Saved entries
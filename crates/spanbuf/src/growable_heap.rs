//! Growable buffer over owned heap bytes.

use alloc::{vec, vec::Vec};
use core::fmt;

use crate::{
    bounds::grown_capacity,
    error::BufferError,
    view::{ByteView, ByteViewMut, debug_prefix, impl_content_traits},
};

/// Initial capacity of the growable variants unless one is supplied.
pub const DEFAULT_INITIAL_CAPACITY: usize = 128;

/// Heap-backed buffer that grows by 1.5x on any write past its capacity,
/// up to a hard ceiling.
///
/// Growth either fully succeeds or has no visible effect: a refused growth
/// leaves capacity and content exactly as they were. New capacity reads as
/// zeroes and existing bytes are preserved.
#[derive(Clone)]
pub struct GrowableHeapBuffer {
    bytes: Vec<u8>,
    max_capacity: usize,
}

impl GrowableHeapBuffer {
    /// Ceiling applied when none is supplied, just under the platform's
    /// allocation limit.
    pub const MAX_CAPACITY: usize = isize::MAX as usize - 8;

    /// A buffer with the default initial capacity and ceiling.
    #[must_use]
    pub fn new() -> Self {
        Self::with_capacity(DEFAULT_INITIAL_CAPACITY)
    }

    /// A buffer starting at `initial_capacity` with the default ceiling.
    #[must_use]
    pub fn with_capacity(initial_capacity: usize) -> Self {
        Self::with_max_capacity(initial_capacity, Self::MAX_CAPACITY)
    }

    /// A buffer starting at `initial_capacity`, never growing past
    /// `max_capacity`.
    #[must_use]
    pub fn with_max_capacity(initial_capacity: usize, max_capacity: usize) -> Self {
        GrowableHeapBuffer {
            bytes: vec![0; initial_capacity.min(max_capacity)],
            max_capacity,
        }
    }

    /// The configured growth ceiling.
    #[must_use]
    pub fn max_capacity(&self) -> usize {
        self.max_capacity
    }
}

impl Default for GrowableHeapBuffer {
    fn default() -> Self {
        Self::new()
    }
}

impl ByteView for GrowableHeapBuffer {
    fn capacity(&self) -> usize {
        self.bytes.len()
    }

    fn as_bytes(&self) -> &[u8] {
        &self.bytes
    }
}

impl ByteViewMut for GrowableHeapBuffer {
    fn as_bytes_mut(&mut self) -> &mut [u8] {
        &mut self.bytes
    }

    fn ensure_capacity(&mut self, index: usize, length: usize) -> Result<(), BufferError> {
        let required = index
            .checked_add(length)
            .ok_or(BufferError::OutOfBounds {
                index,
                length,
                capacity: self.bytes.len(),
            })?;
        if required <= self.bytes.len() {
            return Ok(());
        }
        let new_capacity = grown_capacity(self.bytes.len(), required, self.max_capacity)?;
        self.bytes.resize(new_capacity, 0);
        Ok(())
    }
}

impl fmt::Debug for GrowableHeapBuffer {
    fn fmt(&self, f: &mut fmt::Formatter<'_>) -> fmt::Result {
        f.debug_struct("GrowableHeapBuffer")
            .field("capacity", &self.capacity())
            .field("max_capacity", &self.max_capacity)
            .field("bytes", &debug_prefix(self.as_bytes()))
            .finish()
    }
}

impl_content_traits!(GrowableHeapBuffer);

## INSTRUCTIONS FOR THE TASK
The response must contain every entry, each one identical to the original.

## SOLUTION TO THIS PROBLEM
filename crates/spanbuf/src/growable_heap.rs
//! Growable buffer over owned heap bytes.

use alloc::{vec, vec::Vec};
use core::fmt;

use crate::{
    bounds::grown_capacity,
    error::BufferError,
    view::{ByteView, ByteViewMut, debug_prefix, impl_content_traits},
};

/// Initial capacity of the growable variants unless one is supplied.
pub const DEFAULT_INITIAL_CAPACITY: usize = 128;

/// Heap-backed buffer that grows by 1.5x on any write past its capacity,
/// up to a hard ceiling.
///
/// Growth either fully succeeds or has no visible effect: a refused growth
/// leaves capacity and content exactly as they were. New capacity reads as
/// zeroes and existing bytes are preserved.
#[derive(Clone)]
pub struct GrowableHeapBuffer {
    bytes: Vec<u8>,
    max_capacity: usize,
}

impl GrowableHeapBuffer {
    /// Ceiling applied when none is supplied, just under the platform's
    /// allocation limit.
    pub const MAX_CAPACITY: usize = isize::MAX as usize - 8;

    /// A buffer with the default initial capacity and ceiling.
    #[must_use]
    pub fn new() -> Self {
        Self::with_capacity(DEFAULT_INITIAL_CAPACITY)
    }

    /// A buffer starting at `initial_capacity` with the default ceiling.
    #[must_use]
    pub fn with_capacity(initial_capacity: usize) -> Self {
        Self::with_max_capacity(initial_capacity, Self::MAX_CAPACITY)
    }

    /// A buffer starting at `initial_capacity`, never growing past
    /// `max_capacity`.
    #[must_use]
    pub fn with_max_capacity(initial_capacity: usize, max_capacity: usize) -> Self {
        GrowableHeapBuffer {
            bytes: vec![0; initial_capacity.min(max_capacity)],
            max_capacity,
        }
    }

    /// The configured growth ceiling.
    #[must_use]
    pub fn max_capacity(&self) -> usize {
        self.max_capacity
    }
}

impl Default for GrowableHeapBuffer {
    fn default() -> Self {
        Self::new()
    }
}

impl ByteView for GrowableHeapBuffer {
    fn capacity(&self) -> usize {
        self.bytes.len()
    }

    fn as_bytes(&self) -> &[u8] {
        &self.bytes
    }
}

impl ByteViewMut for GrowableHeapBuffer {
    fn as_bytes_mut(&mut self) -> &mut [u8] {
        &mut self.bytes
    }

    fn ensure_capacity(&mut self, index: usize, length: usize) -> Result<(), BufferError> {
        let required = index
            .checked_add(length)
            .ok_or(BufferError::OutOfBounds {
                index,
                length,
                capacity: self.bytes.len(),
            })?;
        if required <= self.bytes.len() {
            return Ok(());
        }
        let new_capacity = grown_capacity(self.bytes.len(), required, self.max_capacity)?;
        self.bytes.resize(new_capacity, 0);
        Ok(())
    }
}

impl fmt::Debug for GrowableHeapBuffer {
    fn fmt(&self, f: &mut fmt::Formatter<'_>) -> fmt::Result {
        f.debug_struct("GrowableHeapBuffer")
            .field("capacity", &self.capacity())
            .field("max_capacity", &self.max_capacity)
            .field("bytes", &debug_prefix(self.as_bytes()))
            .finish()
    }
}

impl_content_traits!(GrowableHeapBuffer);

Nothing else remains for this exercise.